[Saved data entries]

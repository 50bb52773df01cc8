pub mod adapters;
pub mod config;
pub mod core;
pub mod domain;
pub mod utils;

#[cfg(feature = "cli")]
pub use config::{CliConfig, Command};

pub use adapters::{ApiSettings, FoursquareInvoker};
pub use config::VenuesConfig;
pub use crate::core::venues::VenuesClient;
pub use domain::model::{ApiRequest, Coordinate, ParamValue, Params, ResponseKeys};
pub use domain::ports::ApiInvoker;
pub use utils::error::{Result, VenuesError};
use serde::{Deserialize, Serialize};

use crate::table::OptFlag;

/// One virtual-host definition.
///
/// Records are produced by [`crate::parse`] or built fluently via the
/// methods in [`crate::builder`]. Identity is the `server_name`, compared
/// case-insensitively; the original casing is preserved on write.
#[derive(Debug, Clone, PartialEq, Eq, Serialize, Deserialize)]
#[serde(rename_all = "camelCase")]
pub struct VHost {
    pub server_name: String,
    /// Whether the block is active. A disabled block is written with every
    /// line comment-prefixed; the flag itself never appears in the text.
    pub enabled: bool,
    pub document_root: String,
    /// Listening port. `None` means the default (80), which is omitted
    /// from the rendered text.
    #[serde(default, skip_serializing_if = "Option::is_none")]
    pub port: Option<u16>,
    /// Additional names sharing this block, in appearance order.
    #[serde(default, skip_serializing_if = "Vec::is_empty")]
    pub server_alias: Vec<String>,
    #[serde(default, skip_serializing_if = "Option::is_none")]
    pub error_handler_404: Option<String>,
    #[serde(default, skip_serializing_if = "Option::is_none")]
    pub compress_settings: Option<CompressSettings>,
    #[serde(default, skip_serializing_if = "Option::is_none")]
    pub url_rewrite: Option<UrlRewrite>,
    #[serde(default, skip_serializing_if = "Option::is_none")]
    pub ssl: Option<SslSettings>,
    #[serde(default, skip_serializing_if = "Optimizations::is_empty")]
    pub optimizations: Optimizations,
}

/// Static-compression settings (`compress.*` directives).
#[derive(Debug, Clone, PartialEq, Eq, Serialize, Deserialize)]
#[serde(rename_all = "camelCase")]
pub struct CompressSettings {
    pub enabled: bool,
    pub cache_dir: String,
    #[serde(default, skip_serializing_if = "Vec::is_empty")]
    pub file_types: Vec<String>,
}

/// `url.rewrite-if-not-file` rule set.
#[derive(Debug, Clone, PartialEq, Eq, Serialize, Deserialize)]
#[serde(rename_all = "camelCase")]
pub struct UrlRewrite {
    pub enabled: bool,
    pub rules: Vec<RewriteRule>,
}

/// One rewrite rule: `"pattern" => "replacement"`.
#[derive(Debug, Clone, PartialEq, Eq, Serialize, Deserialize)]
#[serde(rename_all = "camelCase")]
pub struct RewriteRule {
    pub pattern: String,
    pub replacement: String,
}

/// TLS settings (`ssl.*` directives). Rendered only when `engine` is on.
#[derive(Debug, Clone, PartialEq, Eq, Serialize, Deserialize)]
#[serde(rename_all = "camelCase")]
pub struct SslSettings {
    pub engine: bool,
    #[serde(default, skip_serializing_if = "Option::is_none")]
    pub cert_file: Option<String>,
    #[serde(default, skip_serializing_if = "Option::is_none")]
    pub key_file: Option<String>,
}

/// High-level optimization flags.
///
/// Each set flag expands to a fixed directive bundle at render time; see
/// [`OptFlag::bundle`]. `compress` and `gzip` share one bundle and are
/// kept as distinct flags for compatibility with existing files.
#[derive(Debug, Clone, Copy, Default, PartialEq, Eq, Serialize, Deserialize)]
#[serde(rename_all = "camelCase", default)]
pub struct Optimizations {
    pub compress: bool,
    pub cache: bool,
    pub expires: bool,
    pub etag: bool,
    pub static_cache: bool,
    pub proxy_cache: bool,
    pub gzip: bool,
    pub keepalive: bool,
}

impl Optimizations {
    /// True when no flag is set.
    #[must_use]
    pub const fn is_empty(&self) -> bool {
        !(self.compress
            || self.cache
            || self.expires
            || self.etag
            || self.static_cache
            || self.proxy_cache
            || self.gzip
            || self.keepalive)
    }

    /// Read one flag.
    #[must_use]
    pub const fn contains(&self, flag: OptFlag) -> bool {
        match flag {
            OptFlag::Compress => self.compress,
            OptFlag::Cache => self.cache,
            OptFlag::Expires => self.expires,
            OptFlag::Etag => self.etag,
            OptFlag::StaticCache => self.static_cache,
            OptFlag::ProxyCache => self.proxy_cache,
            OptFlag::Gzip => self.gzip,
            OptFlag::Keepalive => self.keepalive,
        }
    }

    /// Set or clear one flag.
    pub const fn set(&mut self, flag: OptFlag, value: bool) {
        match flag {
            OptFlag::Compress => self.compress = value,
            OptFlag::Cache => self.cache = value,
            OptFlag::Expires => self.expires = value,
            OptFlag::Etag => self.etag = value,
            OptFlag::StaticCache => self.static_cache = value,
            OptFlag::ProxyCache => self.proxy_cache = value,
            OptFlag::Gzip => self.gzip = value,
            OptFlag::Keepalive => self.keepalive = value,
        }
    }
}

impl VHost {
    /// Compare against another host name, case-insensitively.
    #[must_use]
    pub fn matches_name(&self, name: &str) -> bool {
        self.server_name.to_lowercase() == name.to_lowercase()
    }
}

...

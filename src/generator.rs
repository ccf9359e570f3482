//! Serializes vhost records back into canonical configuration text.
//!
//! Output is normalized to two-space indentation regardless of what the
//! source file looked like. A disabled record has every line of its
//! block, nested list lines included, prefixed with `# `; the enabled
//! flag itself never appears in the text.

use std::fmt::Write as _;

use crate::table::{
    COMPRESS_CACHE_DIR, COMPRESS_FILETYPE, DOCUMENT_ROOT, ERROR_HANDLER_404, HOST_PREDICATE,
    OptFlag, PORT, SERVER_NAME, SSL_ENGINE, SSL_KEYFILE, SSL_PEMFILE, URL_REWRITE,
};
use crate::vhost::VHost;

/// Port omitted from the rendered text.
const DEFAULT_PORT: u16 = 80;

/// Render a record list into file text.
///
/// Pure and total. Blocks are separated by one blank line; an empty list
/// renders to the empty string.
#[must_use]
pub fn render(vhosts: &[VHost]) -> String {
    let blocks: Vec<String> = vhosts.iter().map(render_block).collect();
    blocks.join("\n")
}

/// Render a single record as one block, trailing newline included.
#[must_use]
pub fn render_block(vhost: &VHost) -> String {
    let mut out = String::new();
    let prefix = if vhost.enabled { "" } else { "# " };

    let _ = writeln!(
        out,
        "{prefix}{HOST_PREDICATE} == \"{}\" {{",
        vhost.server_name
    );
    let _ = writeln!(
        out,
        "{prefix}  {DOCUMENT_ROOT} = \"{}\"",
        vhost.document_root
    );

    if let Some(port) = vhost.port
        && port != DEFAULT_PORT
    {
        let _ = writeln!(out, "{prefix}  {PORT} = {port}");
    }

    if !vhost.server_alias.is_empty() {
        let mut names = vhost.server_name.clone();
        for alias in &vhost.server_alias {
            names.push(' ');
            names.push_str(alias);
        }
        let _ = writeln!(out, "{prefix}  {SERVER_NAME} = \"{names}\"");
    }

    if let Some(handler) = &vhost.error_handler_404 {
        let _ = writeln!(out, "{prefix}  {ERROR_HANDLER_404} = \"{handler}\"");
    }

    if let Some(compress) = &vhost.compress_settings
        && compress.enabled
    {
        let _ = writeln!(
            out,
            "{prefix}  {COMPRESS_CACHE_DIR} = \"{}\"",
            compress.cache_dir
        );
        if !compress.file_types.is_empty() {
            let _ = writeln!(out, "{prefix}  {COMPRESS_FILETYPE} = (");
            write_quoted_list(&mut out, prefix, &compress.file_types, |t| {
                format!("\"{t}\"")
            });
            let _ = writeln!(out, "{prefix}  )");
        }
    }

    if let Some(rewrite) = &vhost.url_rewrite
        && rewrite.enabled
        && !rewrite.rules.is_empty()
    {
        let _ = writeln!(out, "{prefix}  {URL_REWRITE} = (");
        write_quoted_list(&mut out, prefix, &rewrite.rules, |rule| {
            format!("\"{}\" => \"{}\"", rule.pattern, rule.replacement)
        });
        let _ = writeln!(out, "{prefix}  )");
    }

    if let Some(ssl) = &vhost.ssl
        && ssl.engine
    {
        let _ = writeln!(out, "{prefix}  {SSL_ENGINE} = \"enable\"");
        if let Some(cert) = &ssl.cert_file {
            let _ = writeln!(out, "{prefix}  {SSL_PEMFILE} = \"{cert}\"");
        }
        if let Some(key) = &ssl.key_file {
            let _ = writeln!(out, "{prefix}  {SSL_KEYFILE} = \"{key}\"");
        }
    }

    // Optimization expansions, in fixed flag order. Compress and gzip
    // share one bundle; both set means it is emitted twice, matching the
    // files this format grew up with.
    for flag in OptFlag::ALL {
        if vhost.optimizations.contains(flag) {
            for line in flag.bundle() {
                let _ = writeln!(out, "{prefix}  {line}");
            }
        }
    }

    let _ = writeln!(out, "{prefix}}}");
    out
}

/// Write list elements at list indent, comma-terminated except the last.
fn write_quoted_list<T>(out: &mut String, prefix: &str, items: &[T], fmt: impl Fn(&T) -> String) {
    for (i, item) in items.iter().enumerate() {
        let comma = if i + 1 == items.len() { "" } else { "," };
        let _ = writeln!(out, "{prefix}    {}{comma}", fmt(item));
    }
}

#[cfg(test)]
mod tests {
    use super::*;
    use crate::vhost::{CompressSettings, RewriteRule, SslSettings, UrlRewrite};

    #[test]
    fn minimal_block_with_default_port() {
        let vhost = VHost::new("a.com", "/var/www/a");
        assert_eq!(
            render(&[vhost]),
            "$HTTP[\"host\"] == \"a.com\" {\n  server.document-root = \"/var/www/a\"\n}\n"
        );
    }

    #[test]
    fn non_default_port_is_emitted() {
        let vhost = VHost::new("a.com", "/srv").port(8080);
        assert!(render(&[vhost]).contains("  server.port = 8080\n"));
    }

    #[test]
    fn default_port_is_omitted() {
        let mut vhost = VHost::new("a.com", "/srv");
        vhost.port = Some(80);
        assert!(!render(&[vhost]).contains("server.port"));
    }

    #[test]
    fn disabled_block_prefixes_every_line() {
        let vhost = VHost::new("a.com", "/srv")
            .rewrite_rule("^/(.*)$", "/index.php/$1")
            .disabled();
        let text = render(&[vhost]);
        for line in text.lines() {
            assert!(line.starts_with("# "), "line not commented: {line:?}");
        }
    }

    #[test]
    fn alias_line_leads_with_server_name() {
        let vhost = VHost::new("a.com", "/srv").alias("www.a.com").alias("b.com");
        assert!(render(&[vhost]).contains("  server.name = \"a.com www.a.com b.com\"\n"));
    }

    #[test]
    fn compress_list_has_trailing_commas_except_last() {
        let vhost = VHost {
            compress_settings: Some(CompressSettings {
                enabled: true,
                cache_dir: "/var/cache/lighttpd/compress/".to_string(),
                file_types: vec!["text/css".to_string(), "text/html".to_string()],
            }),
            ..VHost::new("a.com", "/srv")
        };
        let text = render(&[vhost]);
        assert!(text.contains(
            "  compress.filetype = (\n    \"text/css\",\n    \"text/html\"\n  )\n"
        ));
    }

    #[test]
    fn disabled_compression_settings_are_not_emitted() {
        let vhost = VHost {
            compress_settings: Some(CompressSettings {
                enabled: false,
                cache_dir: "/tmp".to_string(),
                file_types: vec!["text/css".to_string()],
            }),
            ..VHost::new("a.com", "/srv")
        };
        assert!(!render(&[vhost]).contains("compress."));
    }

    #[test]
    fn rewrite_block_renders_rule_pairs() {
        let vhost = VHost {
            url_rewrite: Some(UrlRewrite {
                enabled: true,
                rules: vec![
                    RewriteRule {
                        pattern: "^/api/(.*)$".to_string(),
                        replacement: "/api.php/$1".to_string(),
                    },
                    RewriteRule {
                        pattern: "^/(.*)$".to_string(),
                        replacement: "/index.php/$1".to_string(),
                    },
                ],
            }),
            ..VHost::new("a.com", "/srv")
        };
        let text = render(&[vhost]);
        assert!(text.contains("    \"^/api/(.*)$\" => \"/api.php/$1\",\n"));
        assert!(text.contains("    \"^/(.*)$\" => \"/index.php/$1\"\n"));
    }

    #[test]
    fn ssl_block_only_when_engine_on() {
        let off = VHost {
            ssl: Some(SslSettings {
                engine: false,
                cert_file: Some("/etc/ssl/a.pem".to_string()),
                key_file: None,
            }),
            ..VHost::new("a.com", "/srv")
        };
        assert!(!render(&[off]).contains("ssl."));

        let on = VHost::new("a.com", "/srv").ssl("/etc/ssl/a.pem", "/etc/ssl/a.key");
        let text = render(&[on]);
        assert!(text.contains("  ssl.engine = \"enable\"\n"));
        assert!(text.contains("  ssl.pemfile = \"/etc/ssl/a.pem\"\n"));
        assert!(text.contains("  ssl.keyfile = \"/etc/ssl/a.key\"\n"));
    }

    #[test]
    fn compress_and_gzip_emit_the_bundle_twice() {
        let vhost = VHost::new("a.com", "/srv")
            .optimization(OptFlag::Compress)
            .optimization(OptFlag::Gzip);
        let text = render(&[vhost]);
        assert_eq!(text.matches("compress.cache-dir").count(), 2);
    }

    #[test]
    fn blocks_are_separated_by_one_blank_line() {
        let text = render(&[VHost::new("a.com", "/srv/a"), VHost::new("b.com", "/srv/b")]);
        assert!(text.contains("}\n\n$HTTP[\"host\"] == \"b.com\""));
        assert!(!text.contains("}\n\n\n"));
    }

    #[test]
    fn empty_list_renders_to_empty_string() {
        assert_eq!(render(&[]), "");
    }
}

* [Task item] What lines of the preceding data include the string "this"? Pull them out.

* [Written response]
    /// Additional names sharing this block, in appearance order.
    // files this format grew up with.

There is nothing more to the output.